What a relief!

IITian Amit Mittal has designed mobile toilets which are not dependent on water and sewage lines

June 29, 2016 10:46 pm | Updated September 16, 2016 04:59 pm IST

The Magic Genie toilet.

The Magic Genie toilet.

Lack of public toilets has been a bane for our society as it creates unhygienic conditions and add to the disease causing germs. Worse is the plight of the women. Forced to use open spaces and community toilets far from their homes, they are vulnerable to not only urine infection but also criminal elements. According to UNICEF reports, around 595 million people defecate in the open in India leading to health, environmental and security hazards.

Three key factors have severely hampered providing community toilets –– limitation of water and sewage utilities and lack of manpower to clean them regularly. Amit Mittal, a civil engineering graduate from Indian Institute of Technology, Roorkee has designed a Magic Genie Toilet, which is eco-tech smart green toilet which saves water, avoids pollution of water bodies and is not dependent on manpower thus helping in elimination of scavenging. Being mobile, it can be installed anywhere and relocated if need be.

Vidya Singh, a homemaker a regular shopper at Faridabad 16 market was initially reluctant to use Magic Genie. “I thought it must be unhygienic like other public toilets. To my surprise it cleans itself and is neither damp nor wet.” With nearly two decades of experience in waste and facilities management business, Mittal says a toilet facility is a service where water, sewage and manpower are critical components. “Even if one of them is missing, the solution is incomplete,” he says. Cutting out dependence on water and sewage, the eco-toilet, segregates human effluents into solid and liquid. The liquid is treated for reusing for flushing and cleaning while the solid is stored in a cartridge kept well below the toilet floor. “It is ensured that there is no bacterial activity to knock out odour. Removed after a period of three to six months, it is converted into compost,” explains Mittal.

To keep the toilet spic and span its floor is perforated with pressure pump installed below. Triggered by a sensor each time the door is opened for use and shut after use, it sucks all the dirt/ waste. All the processes are IT enabled and monitored continuously. Any fault is logged on the server enabling despatching of manpower to rectify it immediately.

Developed over a period of two years, A2Z Infra Services headed by Mittal, is ready with eco-toilet and has already installed four in Faridabad, one each at Gurgaon and at the Shri Khajrana Ganesh Mandir, Indore. “These have been installed after getting the required permission to check their satisfactory working,” he says.

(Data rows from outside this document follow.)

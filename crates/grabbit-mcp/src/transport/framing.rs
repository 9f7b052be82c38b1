//! Message framing for newline-delimited JSON.

use crate::types::{JsonRpcMessage, McpError, McpResult};

/// Parse a single line of text as a JSON-RPC message.
pub fn parse_message(line: &str) -> McpResult<JsonRpcMessage> {
    let trimmed = line.trim();
    if trimmed.is_empty() {
        return Err(McpError::ParseError("Empty message".to_string()));
    }

    serde_json::from_str(trimmed).map_err(|e| McpError::ParseError(e.to_string()))
}

/// Serialize a value to a JSON line (with trailing newline).
pub fn frame_message(value: &serde_json::Value) -> McpResult<String> {
    let mut json = serde_json::to_string(value).map_err(McpError::Json)?;
    json.push('\n');
    Ok(json)
}
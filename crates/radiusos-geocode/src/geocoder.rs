use std::future::Future;
use std::time::Duration;

use radiusos_core::Coordinates;

/// Turns a free-text address into coordinates.
///
/// Implementations absorb every provider failure (timeout, no match,
/// transport or auth error) and return `None`; callers treat `None` as
/// "no coordinates", never as a fatal condition. There is no retry.
pub trait Geocoder {
    fn geocode(&self, address: &str) -> impl Future<Output = Option<Coordinates>>;

    /// Minimum spacing between consecutive calls during a bulk pass.
    /// Interactive single lookups do not wait.
    fn min_delay(&self) -> Duration {
        Duration::ZERO
    }
}
//! HTTP client for Nominatim-compatible geocoding APIs.
//!
//! Works against the public OpenStreetMap Nominatim service or any hosted
//! service that speaks the same `/search?format=json` dialect and accepts a
//! static `key` parameter. Provider errors are surfaced by
//! [`NominatimClient::lookup`] and collapsed to "unresolved" by the
//! [`Geocoder`] implementation.

use std::time::Duration;

use radiusos_core::Coordinates;
use reqwest::{Client, Url};

use crate::config::GeocoderConfig;
use crate::error::GeocodeError;
use crate::geocoder::Geocoder;
use crate::types::NominatimPlace;

/// Client for a Nominatim-compatible search endpoint.
///
/// Use [`NominatimClient::new`] with a [`GeocoderConfig`]; point `base_url`
/// at a mock server in tests.
pub struct NominatimClient {
    client: Client,
    search_url: Url,
    api_key: Option<String>,
    country_codes: Option<String>,
    min_delay: Duration,
}

impl NominatimClient {
    /// Creates a client from explicit provider configuration.
    ///
    /// # Errors
    ///
    /// Returns [`GeocodeError::Http`] if the underlying `reqwest::Client`
    /// cannot be constructed, or [`GeocodeError::InvalidBaseUrl`] if
    /// `base_url` is not a valid URL.
    pub fn new(config: &GeocoderConfig) -> Result<Self, GeocodeError> {
        let client = Client::builder()
            .timeout(Duration::from_secs(config.timeout_secs))
            .connect_timeout(Duration::from_secs(10))
            .user_agent(config.user_agent.as_str())
            .build()?;

        // Ensure exactly one trailing slash so `join` appends rather than
        // replacing the last path segment.
        let normalised = format!("{}/", config.base_url.trim_end_matches('/'));
        let search_url = Url::parse(&normalised)
            .and_then(|base| base.join("search"))
            .map_err(|e| GeocodeError::InvalidBaseUrl {
                base_url: config.base_url.clone(),
                reason: e.to_string(),
            })?;

        Ok(Self {
            client,
            search_url,
            api_key: config.api_key.clone(),
            country_codes: config.country_codes.clone(),
            min_delay: config.min_delay,
        })
    }

    /// Resolves `address` to its best match.
    ///
    /// Returns `Ok(None)` when the provider has no match or `address` is blank
    /// (no request is sent for a blank address).
    ///
    /// # Errors
    ///
    /// - [`GeocodeError::Http`] on network failure or timeout.
    /// - [`GeocodeError::UnexpectedStatus`] on any non-2xx status.
    /// - [`GeocodeError::Deserialize`] if the body is not a JSON place list.
    /// - [`GeocodeError::InvalidCoordinates`] if the first match has
    ///   unparsable or out-of-range coordinates.
    pub async fn lookup(&self, address: &str) -> Result<Option<Coordinates>, GeocodeError> {
        let address = address.trim();
        if address.is_empty() {
            return Ok(None);
        }

        let url = self.build_url(address);
        let response = self.client.get(url).send().await?;
        let status = response.status();
        if !status.is_success() {
            return Err(GeocodeError::UnexpectedStatus {
                status: status.as_u16(),
            });
        }

        let body = response.text().await?;
        let places: Vec<NominatimPlace> =
            serde_json::from_str(&body).map_err(|e| GeocodeError::Deserialize {
                context: format!("search(q={address})"),
                source: e,
            })?;

        let Some(place) = places.into_iter().next() else {
            return Ok(None);
        };

        let coordinates = parse_place(&place)?;
        tracing::debug!(
            address,
            matched = place.display_name.as_deref().unwrap_or(""),
            latitude = coordinates.latitude,
            longitude = coordinates.longitude,
            "geocoded address"
        );
        Ok(Some(coordinates))
    }

    /// Builds the search URL with percent-encoded query parameters.
    fn build_url(&self, address: &str) -> Url {
        let mut url = self.search_url.clone();
        {
            let mut pairs = url.query_pairs_mut();
            pairs.append_pair("q", address);
            pairs.append_pair("format", "json");
            pairs.append_pair("limit", "1");
            if let Some(codes) = &self.country_codes {
                pairs.append_pair("countrycodes", codes);
            }
            if let Some(key) = &self.api_key {
                pairs.append_pair("key", key);
            }
        }
        url
    }
}

impl Geocoder for NominatimClient {
    async fn geocode(&self, address: &str) -> Option<Coordinates> {
        match self.lookup(address).await {
            Ok(Some(coordinates)) => Some(coordinates),
            Ok(None) => {
                tracing::debug!(address, "no geocoding match");
                None
            }
            Err(e) => {
                tracing::warn!(address, error = %e, "geocoding provider error; treating as unresolved");
                None
            }
        }
    }

    fn min_delay(&self) -> Duration {
        self.min_delay
    }
}

fn parse_place(place: &NominatimPlace) -> Result<Coordinates, GeocodeError> {
    let invalid = || GeocodeError::InvalidCoordinates {
        lat: place.lat.clone(),
        lon: place.lon.clone(),
    };

    let lat = place.lat.trim().parse::<f64>().map_err(|_| invalid())?;
    let lon = place.lon.trim().parse::<f64>().map_err(|_| invalid())?;
    Coordinates::new(lat, lon).ok_or_else(invalid)
}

For making them economically viable, Mittal has worked out some models. One involves installing and maintaining with the civic authorities paying for them. In another he intends to monetise the cost and running expenses through hoardings and advertising rights. “If installed at bus stops, railway stations, highways, heritage places, industrial complexes, cinema halls and markets, they are bound to get footfalls thus making them ideal for putting up hoardings and publicity material.” But he insists on charges being levied for use. “Only when services are paid for, are they valued. These toilets can be manned by the unemployed enabling them to earn.”